This container has been sending DNS queries to the host all the time, host will never be aware of container-specific internal DNS.
Turns out there is no way to override using nscd on runtime either.
Solutions
Gah, finally hours of debugging got me somewhere and I can sleep in peace now.
Option 1: do not bind mount /var/run
That’s it, just don’t do that. Unless you run pure musl libc/statically linked programs, perhaps?
I made Docker listen on socket file at /var/run/zentria/docker.sock
for example, and then I simply mounted
/var/lib/zentria
into the container.
Option 2: mount tmpfs over /var/run/nscd
That’s rather a temporary solution.
Option 3: mount /var/run somewhere else, like /host/var/run
That’ll work too, but you’ll also very likely expose unwanted files into the container. Less access the better it is.
You should consider picking Option 1 instead.

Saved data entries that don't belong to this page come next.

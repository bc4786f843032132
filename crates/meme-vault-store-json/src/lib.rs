use std::path::Path;
use std::sync::Arc;

use meme_vault_core::{
    find_record, merge_record, parse_document, render_document, validate_unique_ids, MemeId,
    MemePatch, MemeRecord, StoreError,
};

mod snapshot;
mod storage;

pub use snapshot::{RestoredSnapshot, SnapshotManager, SnapshotStatus};
pub use storage::{DocumentStorage, FileStorage, MemoryStorage, Slot, DOCUMENT_FILE, SNAPSHOT_FILE};

/// Result of [`JsonStore::list`].
///
/// A malformed Document yields no records and the parse failure in `malformed`,
/// so the caller can log it while still answering.
#[derive(Debug, Clone, PartialEq)]
pub struct Listing {
    pub records: Vec<MemeRecord>,
    pub malformed: Option<String>,
}

/// File-backed record store over one JSON Document.
///
/// Mutations read the whole Document, change it, and write the whole Document
/// back. Nothing here serializes concurrent writers: the last write wins.
#[derive(Debug, Clone)]
pub struct JsonStore {
    storage: Arc<dyn DocumentStorage>,
    snapshots: SnapshotManager,
}

impl JsonStore {
    #[must_use]
    pub fn new(storage: Arc<dyn DocumentStorage>) -> Self {
        let snapshots = SnapshotManager::new(Arc::clone(&storage));
        Self { storage, snapshots }
    }

    /// Store over `memes.json` and `original-memes.json` in `dir`.
    #[must_use]
    pub fn open_dir(dir: &Path) -> Self {
        Self::new(Arc::new(FileStorage::in_dir(dir)))
    }

    #[must_use]
    pub fn snapshots(&self) -> &SnapshotManager {
        &self.snapshots
    }

    fn load(&self) -> Result<Vec<MemeRecord>, StoreError> {
        let raw = self.storage.read(Slot::Document)?;
        parse_document(&raw)
    }

    fn save(&self, records: &[MemeRecord]) -> Result<(), StoreError> {
        let rendered = render_document(records)?;
        self.storage.write(Slot::Document, &rendered)
    }

    /// All records in Document order.
    ///
    /// # Errors
    /// Returns [`StoreError::Io`] when the Document cannot be read. Malformed
    /// content is reported through [`Listing::malformed`] instead.
    pub fn list(&self) -> Result<Listing, StoreError> {
        match self.load() {
            Ok(records) => Ok(Listing { records, malformed: None }),
            Err(StoreError::MalformedDocument(reason)) => {
                Ok(Listing { records: Vec::new(), malformed: Some(reason) })
            }
            Err(err) => Err(err),
        }
    }

    /// # Errors
    /// Returns [`StoreError::NotFound`] when no record has `id`, or the
    /// underlying read/parse failure.
    pub fn get_by_id(&self, id: MemeId) -> Result<MemeRecord, StoreError> {
        let records = self.load()?;
        find_record(&records, id).cloned().ok_or(StoreError::NotFound(id))
    }

    /// Merge `patch` into the record with `id` and persist the whole Document.
    /// Never creates a record.
    ///
    /// # Errors
    /// Returns [`StoreError::NotFound`] for an unknown id (nothing is written),
    /// [`StoreError::MalformedDocument`] when there is no valid base document,
    /// or [`StoreError::Io`] when reading or writing fails.
    pub fn update(&self, id: MemeId, patch: &MemePatch) -> Result<MemeRecord, StoreError> {
        let mut records = self.load()?;
        let index =
            records.iter().position(|record| record.id == id).ok_or(StoreError::NotFound(id))?;

        let merged = merge_record(&records[index], patch);
        records[index] = merged.clone();
        self.save(&records)?;
        Ok(merged)
    }

    /// Overwrite the Document with the snapshot text and return its records.
    ///
    /// # Errors
    /// Returns [`StoreError::Io`] when there is no snapshot or the Document
    /// cannot be written, or [`StoreError::MalformedDocument`] for an invalid
    /// snapshot. In both snapshot cases the Document is left untouched.
    pub fn reset(&self) -> Result<Vec<MemeRecord>, StoreError> {
        let snapshot = self.snapshots.restore()?;
        self.storage.write(Slot::Document, &snapshot.raw)?;
        Ok(snapshot.records)
    }

    /// Write `records` as the Document when none exists yet, or always with
    /// `force`. Returns whether anything was written. The snapshot is not touched.
    ///
    /// # Errors
    /// Returns [`StoreError::InvalidSeed`] for duplicate ids, or the storage failure.
    pub fn seed(&self, records: &[MemeRecord], force: bool) -> Result<bool, StoreError> {
        validate_unique_ids(records)?;
        if !force && self.storage.exists(Slot::Document)? {
            return Ok(false);
        }
        self.save(records)?;
        Ok(true)
    }
}
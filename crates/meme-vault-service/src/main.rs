use std::io;
use std::net::SocketAddr;
use std::path::{Path as FsPath, PathBuf};
use std::time::Duration;

use anyhow::{anyhow, Result};
use axum::extract::rejection::JsonRejection;
use axum::extract::{Path, State};
use axum::http::StatusCode;
use axum::response::{IntoResponse, Response};
use axum::routing::{get, post};
use axum::{Json, Router};
use clap::Parser;
use meme_vault_api::{MemeVaultApi, StoreConfig, API_CONTRACT_VERSION};
use meme_vault_core::{MemeId, MemePatch, MemeRecord, StoreError};
use meme_vault_store_json::{DOCUMENT_FILE, SNAPSHOT_FILE};
use serde::Serialize;
use tower_http::cors::CorsLayer;
use tower_http::services::{ServeDir, ServeFile};
use tracing_subscriber::EnvFilter;

const SERVICE_CONTRACT_VERSION: &str = "service.v1";
const OPENAPI_YAML: &str = include_str!("../../../openapi/openapi.yaml");

#[derive(Debug, Clone)]
struct ServiceState {
    api: MemeVaultApi,
    storage_timeout: Duration,
}

#[derive(Debug, Clone, Serialize)]
struct ServiceError {
    #[serde(skip)]
    status: StatusCode,
    error: String,
}

#[derive(Debug, Clone, Serialize)]
struct HealthResponse {
    status: &'static str,
    service_contract_version: &'static str,
    api_contract_version: &'static str,
}

#[derive(Debug, Parser)]
#[command(name = "meme-vault-service")]
#[command(about = "Local HTTP service for the meme vault")]
struct Args {
    /// Directory holding `memes.json` and `original-memes.json`.
    #[arg(long, env = "MEME_VAULT_DATA_DIR", default_value = "./data")]
    data_dir: PathBuf,
    #[arg(long, env = "MEME_VAULT_DOCUMENT")]
    document: Option<PathBuf>,
    #[arg(long, env = "MEME_VAULT_SNAPSHOT")]
    snapshot: Option<PathBuf>,
    #[arg(long, env = "MEME_VAULT_BIND", default_value = "127.0.0.1:3001")]
    bind: SocketAddr,
    #[arg(long, env = "MEME_VAULT_STORAGE_TIMEOUT_MS", default_value_t = 5000)]
    storage_timeout_ms: u64,
    /// Run updates and resets one at a time instead of last-write-wins.
    #[arg(long, env = "MEME_VAULT_SERIALIZE_WRITES", default_value_t = false)]
    serialize_writes: bool,
    /// Built frontend to serve for every path the API does not handle.
    #[arg(long, env = "MEME_VAULT_STATIC_DIR")]
    static_dir: Option<PathBuf>,
}

impl Args {
    fn store_config(&self) -> StoreConfig {
        StoreConfig {
            document_path: self.document.clone().unwrap_or_else(|| self.data_dir.join(DOCUMENT_FILE)),
            snapshot_path: self.snapshot.clone().unwrap_or_else(|| self.data_dir.join(SNAPSHOT_FILE)),
            serialize_writes: self.serialize_writes,
        }
    }
}

impl IntoResponse for ServiceError {
    fn into_response(self) -> Response {
        (self.status, Json(self)).into_response()
    }
}

impl ServiceError {
    fn not_found() -> Self {
        Self { status: StatusCode::NOT_FOUND, error: "Meme not found".to_string() }
    }

    /// Map an API failure onto a status code. `action` completes "Failed to ...".
    fn from_api(err: &anyhow::Error, action: &str) -> Self {
        if err.downcast_ref::<StoreError>().is_some_and(StoreError::is_not_found) {
            return Self::not_found();
        }
        tracing::error!(error = %format!("{err:#}"), "failed to {action}");
        Self { status: StatusCode::INTERNAL_SERVER_ERROR, error: format!("Failed to {action}") }
    }

    fn bad_request(rejection: &JsonRejection) -> Self {
        Self { status: rejection.status(), error: rejection.body_text() }
    }
}

fn meme_routes() -> Router<ServiceState> {
    Router::new()
        .route("/memes", get(list_memes))
        .route("/memes/reset", post(reset_memes))
        .route("/memes/:id", get(get_meme).put(update_meme))
}

fn app(state: ServiceState, static_dir: Option<&FsPath>) -> Router {
    let mut router = Router::new()
        .route("/health", get(health))
        .route("/openapi", get(openapi))
        .merge(meme_routes())
        .nest("/api", meme_routes());

    if let Some(dir) = static_dir {
        let index = ServeFile::new(dir.join("index.html"));
        router = router.fallback_service(ServeDir::new(dir).fallback(index));
    }

    router.layer(CorsLayer::permissive()).with_state(state)
}

fn init_tracing() {
    let filter = EnvFilter::try_from_default_env().unwrap_or_else(|_| EnvFilter::new("info"));
    tracing_subscriber::fmt().with_env_filter(filter).init();
}

#[tokio::main]
async fn main() -> Result<()> {
    init_tracing();
    let args = Args::parse();
    let config = args.store_config();

    // Snapshot capture happens here, before the listener accepts any write.
    let api = MemeVaultApi::open(&config);
    let state =
        ServiceState { api, storage_timeout: Duration::from_millis(args.storage_timeout_ms) };

    let listener = tokio::net::TcpListener::bind(args.bind).await?;
    tracing::info!(
        bind = %args.bind,
        document = %config.document_path.display(),
        snapshot = %config.snapshot_path.display(),
        "meme vault service listening"
    );
    axum::serve(listener, app(state, args.static_dir.as_deref())).await?;
    Ok(())
}

/// Run one store call on the blocking pool, bounded by the storage timeout.
async fn with_api<T, F>(state: &ServiceState, op: F) -> Result<T>
where
    T: Send + 'static,
    F: FnOnce(&MemeVaultApi) -> Result<T> + Send + 'static,
{
    let api = state.api.clone();
    let task = tokio::task::spawn_blocking(move || op(&api));
    match tokio::time::timeout(state.storage_timeout, task).await {
        Ok(Ok(result)) => result,
        Ok(Err(join_err)) => Err(anyhow!("storage task failed: {join_err}")),
        Err(_) => Err(StoreError::io(
            "storage operation timed out",
            io::Error::new(
                io::ErrorKind::TimedOut,
                format!("no answer within {}ms", state.storage_timeout.as_millis()),
            ),
        )
        .into()),
    }
}

async fn health() -> Json<HealthResponse> {
    Json(HealthResponse {
        status: "ok",
        service_contract_version: SERVICE_CONTRACT_VERSION,
        api_contract_version: API_CONTRACT_VERSION,
    })
}

async fn openapi() -> impl IntoResponse {
    (StatusCode::OK, [("content-type", "application/yaml; charset=utf-8")], OPENAPI_YAML)
}

async fn list_memes(
    State(state): State<ServiceState>,
) -> Result<Json<Vec<MemeRecord>>, ServiceError> {
    let records = with_api(&state, MemeVaultApi::list)
        .await
        .map_err(|err| ServiceError::from_api(&err, "retrieve memes"))?;
    Ok(Json(records))
}

async fn get_meme(
    State(state): State<ServiceState>,
    Path(id): Path<String>,
) -> Result<Json<MemeRecord>, ServiceError> {
    let id = MemeId::parse(&id).ok_or_else(ServiceError::not_found)?;
    let record = with_api(&state, move |api| api.get(id))
        .await
        .map_err(|err| ServiceError::from_api(&err, "retrieve meme"))?;
    Ok(Json(record))
}

async fn update_meme(
    State(state): State<ServiceState>,
    Path(id): Path<String>,
    patch: Result<Json<MemePatch>, JsonRejection>,
) -> Result<Json<MemeRecord>, ServiceError> {
    let id = MemeId::parse(&id).ok_or_else(ServiceError::not_found)?;
    let Json(patch) = patch.map_err(|rejection| ServiceError::bad_request(&rejection))?;
    let record = with_api(&state, move |api| api.update(id, &patch))
        .await
        .map_err(|err| ServiceError::from_api(&err, "update meme"))?;
    Ok(Json(record))
}

async fn reset_memes(
    State(state): State<ServiceState>,
) -> Result<Json<Vec<MemeRecord>>, ServiceError> {
    let records = with_api(&state, MemeVaultApi::reset)
        .await
        .map_err(|err| ServiceError::from_api(&err, "reset memes data"))?;
    Ok(Json(records))
}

Option 4: access Docker API over TCP+TLS
That’s the most secure way, as this allows more fine grained control. Besides PKI based auth, you are able
to set up an authorization plugin to apply limits to the API - making Docker API access less equal to root
access on host ;)
TL;DR
Linux DNS is not broken. Do not mount /var/run
into container’s /var/run
blindly - especially if you have nscd
running on host.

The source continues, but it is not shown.